Segmentation-based image compression using BTC-VQ technique

This paper proposes a new approach to image compression based on image segmentation using the EM algorithm and combined with BTC (block truncation coding) and VQ (vector quantization). The main idea is to decompose the image into homogeneous and nonhomogeneous blocks and then compress them using BTC or VQ. This block classification is achieved using an image segmentation based on the EM (expectation-maximization) algorithm. The use of the EM algorithm results in a good robust segmentation with well behaved boundaries. The segmented image is then used to specify whether BTC or VQ is used to encode a block by assessing if it contains all pixels from a homogeneous or nonhomogeneous region. BTC provides a simple and effective method for coding blocks which contain a lot of information or distinct edges due to its two-level quantizer.
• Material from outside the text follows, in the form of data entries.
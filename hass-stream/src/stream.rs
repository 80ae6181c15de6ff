//! Push-event subscription

use std::any::Any;
use std::panic::{catch_unwind, AssertUnwindSafe};
use std::sync::Arc;

use eventsource_stream::{EventStreamError, Eventsource};
use futures::{FutureExt, Stream, StreamExt};
use hass_events::RawFrame;
use rest_client::{classify, RestError, RestSession};
use tokio::sync::mpsc;
use tracing::{debug, error, trace, warn};

use crate::connection::Signal;
use crate::listener::ConnectionListener;

/// Open the event subscription at `url`.
///
/// The returned stream yields frames until the server closes it or the
/// transport fails; a failure is yielded once as the last item. Frames whose
/// data is not a JSON frame object are skipped.
pub async fn subscribe(
    session: &RestSession,
    url: &str,
) -> Result<impl Stream<Item = Result<RawFrame, RestError>>, RestError> {
    let response = session.open_stream(url).await?;

    let frames = response
        .bytes_stream()
        .eventsource()
        .filter_map(|item| async move {
            match item {
                Ok(event) => match RawFrame::parse(&event.data) {
                    Ok(frame) => Some(Ok(frame)),
                    Err(e) => {
                        trace!("Skipping frame: {}", e);
                        None
                    }
                },
                Err(EventStreamError::Transport(e)) => Some(Err(classify(&e))),
                Err(e) => Some(Err(RestError::Request(e.to_string()))),
            }
        });

    Ok(frames)
}

/// Forward every frame to the listener until the stream ends.
///
/// A listener that panics loses only the frame it was handed.
pub(crate) async fn consume(
    session: &RestSession,
    url: &str,
    listener: &dyn ConnectionListener,
) -> Result<(), RestError> {
    let frames = subscribe(session, url).await?;
    let mut frames = std::pin::pin!(frames);
    debug!("Event stream opened");

    while let Some(frame) = frames.next().await {
        let frame = frame?;
        debug!(
            target: "hass_stream::events",
            event_type = %frame.event_type,
            topic = %frame.topic,
            "{}",
            frame.payload
        );
        let topic = frame.topic.clone();
        if let Err(panic) = catch_unwind(AssertUnwindSafe(|| listener.on_stream_event(frame))) {
            error!(
                "Listener panicked handling event on {}, event dropped: {}",
                topic,
                panic_message(panic.as_ref())
            );
        }
    }

    Ok(())
}

/// Stream task of one online period. Cancellation drops it silently,
/// any other end, a panic included, is reported as a disconnect.
pub(crate) async fn run_stream(
    session: Arc<RestSession>,
    url: String,
    epoch: u64,
    listener: Arc<dyn ConnectionListener>,
    signals: mpsc::UnboundedSender<Signal>,
) {
    let consumed = AssertUnwindSafe(consume(&session, &url, listener.as_ref()))
        .catch_unwind()
        .await;
    let reason = disconnect_reason(consumed);

    drop(session);
    let _ = signals.send(Signal::Disconnected { epoch, reason });
}

fn disconnect_reason(consumed: std::thread::Result<Result<(), RestError>>) -> String {
    match consumed {
        Ok(Ok(())) => {
            warn!("Event stream closed by the server");
            "Event stream closed by the server".to_string()
        }
        Ok(Err(e)) if e.is_disconnect_signal() => {
            warn!("Event stream error: {}", e);
            e.to_string()
        }
        Ok(Err(e)) => {
            error!("Unexpected event stream error: {}", e);
            format!("Uncaught error in event stream: {e}")
        }
        Err(panic) => {
            let message = panic_message(panic.as_ref());
            error!("Event stream task panicked: {}", message);
            format!("Event stream task panicked: {message}")
        }
    }
}

fn panic_message(panic: &(dyn Any + Send)) -> &str {
    if let Some(message) = panic.downcast_ref::<&str>() {
        message
    } else if let Some(message) = panic.downcast_ref::<String>() {
        message
    } else {
        "unknown panic"
    }
}

#[cfg(test)]
mod tests {
    use super::*;

    #[test]
    fn test_clean_end_is_a_disconnect() {
        let reason = disconnect_reason(Ok(Ok(())));
        assert_eq!(reason, "Event stream closed by the server");
    }

    #[test]
    fn test_unclassified_error_is_a_disconnect() {
        let reason = disconnect_reason(Ok(Err(RestError::Request("boom".to_string()))));
        assert!(reason.starts_with("Uncaught error in event stream"));
        assert!(reason.contains("boom"));
    }

    #[test]
    fn test_panic_is_a_disconnect() {
        let panicked = std::panic::catch_unwind(|| -> Result<(), RestError> {
            panic!("listener exploded")
        });
        let reason = disconnect_reason(panicked);
        assert_eq!(reason, "Event stream task panicked: listener exploded");

        let formatted: Box<dyn Any + Send> = Box::new(format!("code {}", 7));
        assert_eq!(panic_message(formatted.as_ref()), "code 7");
        let opaque: Box<dyn Any + Send> = Box::new(7_u8);
        assert_eq!(panic_message(opaque.as_ref()), "unknown panic");
    }
}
However, its lowest attainable bit rate is limited and it often introduces blocking effect in homogeneous regions. VQ on the other hand is more efficient due to a multilevel quantizer and thus results in better compression ratios. However, it does not retain any spatial information about the edges, resulting in stair casing effects. Previous attempts to combine both techniques into a hybrid algorithm only make use of simple measures such as image variance. Results for medical images show that this approach yields significant improvements over traditional BTC or VQ coding when used alone.